TASK PROMPT
Repeat the entire listing exactly as written.

###

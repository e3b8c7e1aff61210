//! Trace of activity gate evaluations, returned to callers that ask for it.

use serde::{Deserialize, Serialize};
use serde_json::Value;

use super::{Activity, ActivityInvocationPayload, RuleResult};

#[derive(Debug, Clone, Copy, PartialEq, Eq, PartialOrd, Ord, Deserialize, Serialize)]
#[serde(rename_all = "lowercase")]
pub enum TraceLevel {
    Basic,
    /// Adds a description of every processed rule.
    Verbose,
}

#[derive(Debug, Clone, PartialEq, Serialize)]
#[serde(untagged)]
pub enum TraceEntry {
    Invocation {
        description: &'static str,
        activity: Activity,
        payload: ActivityInvocationPayload,
    },
    Rule {
        description: &'static str,
        #[serde(rename = "rule_configuration", skip_serializing_if = "Option::is_none")]
        rule: Option<Value>,
        result: RuleResult,
    },
    DefaultResult {
        description: &'static str,
        allow_by_default: bool,
    },
    InvocationResult {
        description: &'static str,
        activity: Activity,
        allowed: bool,
    },
}

/// Collects trace entries and skipped privacy modules for one request.
#[derive(Debug, Default)]
pub struct ActivityDebug {
    trace_level: Option<TraceLevel>,
    trace: Vec<TraceEntry>,
    skipped_privacy_modules: Vec<&'static str>,
}

impl ActivityDebug {
    #[must_use]
    pub fn new(trace_level: Option<TraceLevel>) -> Self {
        Self {
            trace_level,
            ..Self::default()
        }
    }

    #[must_use]
    pub fn trace(&self) -> &[TraceEntry] {
        &self.trace
    }

    #[must_use]
    pub fn skipped_privacy_modules(&self) -> &[&'static str] {
        &self.skipped_privacy_modules
    }

    pub(crate) fn emit_invocation(&mut self, activity: Activity, payload: &ActivityInvocationPayload) {
        if self.trace_level.is_some() {
            self.trace.push(TraceEntry::Invocation {
                description: "Invocation of Activity Infrastructure.",
                activity,
                payload: payload.clone(),
            });
        }
    }

    /// `describe` is only called at verbose level.
    pub(crate) fn emit_processed_rule(
        &mut self,
        describe: impl FnOnce() -> Value,
        skipped_modules: &[&'static str],
        result: RuleResult,
    ) {
        for code in skipped_modules {
            if !self.skipped_privacy_modules.contains(code) {
                self.skipped_privacy_modules.push(*code);
            }
        }

        let rule = match self.trace_level {
            None => return,
            Some(TraceLevel::Basic) => None,
            Some(TraceLevel::Verbose) => Some(describe()),
        };
        self.trace.push(TraceEntry::Rule {
            description: "Processing rule.",
            rule,
            result,
        });
    }

    pub(crate) fn emit_default_result(&mut self, allow_by_default: bool) {
        if self.trace_level.is_some() {
            self.trace.push(TraceEntry::DefaultResult {
                description: "Setting the default invocation result.",
                allow_by_default,
            });
        }
    }

    pub(crate) fn emit_invocation_result(&mut self, activity: Activity, allowed: bool) {
        if !allowed {
            log::debug!("Activity {activity} disallowed");
        }
        if self.trace_level.is_some() {
            self.trace.push(TraceEntry::InvocationResult {
                description: "Activity Infrastructure invocation result.",
                activity,
                allowed,
            });
        }
    }
}

#[cfg(test)]
mod tests {
    use serde_json::json;

    use crate::activity::ComponentType;

    use super::*;

    fn payload() -> ActivityInvocationPayload {
        ActivityInvocationPayload::new(ComponentType::Bidder, "rubicon")
    }

    #[test]
    fn test_without_trace_level_records_nothing_but_skipped_modules() {
        let mut debug = ActivityDebug::new(None);

        debug.emit_invocation(Activity::CallBidder, &payload());
        debug.emit_processed_rule(|| json!("rule"), &["iab.usgeneral"], RuleResult::Abstain);
        debug.emit_default_result(true);
        debug.emit_invocation_result(Activity::CallBidder, true);

        assert!(debug.trace().is_empty());
        assert_eq!(debug.skipped_privacy_modules(), &["iab.usgeneral"]);
    }

    #[test]
    fn test_basic_level_omits_rule_description() {
        let mut debug = ActivityDebug::new(Some(TraceLevel::Basic));

        debug.emit_processed_rule(
            || panic!("description should not be built at basic level"),
            &[],
            RuleResult::Allow,
        );

        assert_eq!(
            debug.trace(),
            &[TraceEntry::Rule {
                description: "Processing rule.",
                rule: None,
                result: RuleResult::Allow,
            }]
        );
    }

    #[test]
    fn test_verbose_level_serializes_full_trace() {
        let mut debug = ActivityDebug::new(Some(TraceLevel::Verbose));

        debug.emit_invocation(Activity::CallBidder, &payload());
        debug.emit_processed_rule(
            || json!({"allow": false}),
            &[],
            RuleResult::Disallow,
        );
        debug.emit_invocation_result(Activity::CallBidder, false);

        assert_eq!(
            serde_json::to_value(debug.trace()).expect("should serialize"),
            json!([
                {
                    "description": "Invocation of Activity Infrastructure.",
                    "activity": "fetchBids",
                    "payload": {"componentType": "bidder", "componentName": "rubicon"}
                },
                {
                    "description": "Processing rule.",
                    "rule_configuration": {"allow": false},
                    "result": "DISALLOW"
                },
                {
                    "description": "Activity Infrastructure invocation result.",
                    "activity": "fetchBids",
                    "allowed": false
                }
            ])
        );
    }
}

###

TASK RESPONSE
repository e3b8c7e1aff61210
//! Trace of activity gate evaluations, returned to callers that ask for it.

use serde::{Deserialize, Serialize};
use serde_json::Value;

use super::{Activity, ActivityInvocationPayload, RuleResult};

#[derive(Debug, Clone, Copy, PartialEq, Eq, PartialOrd, Ord, Deserialize, Serialize)]
#[serde(rename_all = "lowercase")]
pub enum TraceLevel {
    Basic,
    /// Adds a description of every processed rule.
    Verbose,
}

#[derive(Debug, Clone, PartialEq, Serialize)]
#[serde(untagged)]
pub enum TraceEntry {
    Invocation {
        description: &'static str,
        activity: Activity,
        payload: ActivityInvocationPayload,
    },
    Rule {
        description: &'static str,
        #[serde(rename = "rule_configuration", skip_serializing_if = "Option::is_none")]
        rule: Option<Value>,
        result: RuleResult,
    },
    DefaultResult {
        description: &'static str,
        allow_by_default: bool,
    },
    InvocationResult {
        description: &'static str,
        activity: Activity,
        allowed: bool,
    },
}

/// Collects trace entries and skipped privacy modules for one request.
#[derive(Debug, Default)]
pub struct ActivityDebug {
    trace_level: Option<TraceLevel>,
    trace: Vec<TraceEntry>,
    skipped_privacy_modules: Vec<&'static str>,
}

impl ActivityDebug {
    #[must_use]
    pub fn new(trace_level: Option<TraceLevel>) -> Self {
        Self {
            trace_level,
            ..Self::default()
        }
    }

    #[must_use]
    pub fn trace(&self) -> &[TraceEntry] {
        &self.trace
    }

    #[must_use]
    pub fn skipped_privacy_modules(&self) -> &[&'static str] {
        &self.skipped_privacy_modules
    }

    pub(crate) fn emit_invocation(&mut self, activity: Activity, payload: &ActivityInvocationPayload) {
        if self.trace_level.is_some() {
            self.trace.push(TraceEntry::Invocation {
                description: "Invocation of Activity Infrastructure.",
                activity,
                payload: payload.clone(),
            });
        }
    }

    /// `describe` is only called at verbose level.
    pub(crate) fn emit_processed_rule(
        &mut self,
        describe: impl FnOnce() -> Value,
        skipped_modules: &[&'static str],
        result: RuleResult,
    ) {
        for code in skipped_modules {
            if !self.skipped_privacy_modules.contains(code) {
                self.skipped_privacy_modules.push(*code);
            }
        }

        let rule = match self.trace_level {
            None => return,
            Some(TraceLevel::Basic) => None,
            Some(TraceLevel::Verbose) => Some(describe()),
        };
        self.trace.push(TraceEntry::Rule {
            description: "Processing rule.",
            rule,
            result,
        });
    }

    pub(crate) fn emit_default_result(&mut self, allow_by_default: bool) {
        if self.trace_level.is_some() {
            self.trace.push(TraceEntry::DefaultResult {
                description: "Setting the default invocation result.",
                allow_by_default,
            });
        }
    }

    pub(crate) fn emit_invocation_result(&mut self, activity: Activity, allowed: bool) {
        if !allowed {
            log::debug!("Activity {activity} disallowed");
        }
        if self.trace_level.is_some() {
            self.trace.push(TraceEntry::InvocationResult {
                description: "Activity Infrastructure invocation result.",
                activity,
                allowed,
            });
        }
    }
}

#[cfg(test)]
mod tests {
    use serde_json::json;

    use crate::activity::ComponentType;

    use super::*;

    fn payload() -> ActivityInvocationPayload {
        ActivityInvocationPayload::new(ComponentType::Bidder, "rubicon")
    }

    #[test]
    fn test_without_trace_level_records_nothing_but_skipped_modules() {
        let mut debug = ActivityDebug::new(None);

        debug.emit_invocation(Activity::CallBidder, &payload());
        debug.emit_processed_rule(|| json!("rule"), &["iab.usgeneral"], RuleResult::Abstain);
        debug.emit_default_result(true);
        debug.emit_invocation_result(Activity::CallBidder, true);

        assert!(debug.trace().is_empty());
        assert_eq!(debug.skipped_privacy_modules(), &["iab.usgeneral"]);
    }

    #[test]
    fn test_basic_level_omits_rule_description() {
        let mut debug = ActivityDebug::new(Some(TraceLevel::Basic));

        debug.emit_processed_rule(
            || panic!("description should not be built at basic level"),
            &[],
            RuleResult::Allow,
        );

        assert_eq!(
            debug.trace(),
            &[TraceEntry::Rule {
                description: "Processing rule.",
                rule: None,
                result: RuleResult::Allow,
            }]
        );
    }

    #[test]
    fn test_verbose_level_serializes_full_trace() {
        let mut debug = ActivityDebug::new(Some(TraceLevel::Verbose));

        debug.emit_invocation(Activity::CallBidder, &payload());
        debug.emit_processed_rule(
            || json!({"allow": false}),
            &[],
            RuleResult::Disallow,
        );
        debug.emit_invocation_result(Activity::CallBidder, false);

        assert_eq!(
            serde_json::to_value(debug.trace()).expect("should serialize"),
            json!([
                {
                    "description": "Invocation of Activity Infrastructure.",
                    "activity": "fetchBids",
                    "payload": {"componentType": "bidder", "componentName": "rubicon"}
                },
                {
                    "description": "Processing rule.",
                    "rule_configuration": {"allow": false},
                    "result": "DISALLOW"
                },
                {
                    "description": "Activity Infrastructure invocation result.",
                    "activity": "fetchBids",
                    "allowed": false
                }
            ])
        );
    }
}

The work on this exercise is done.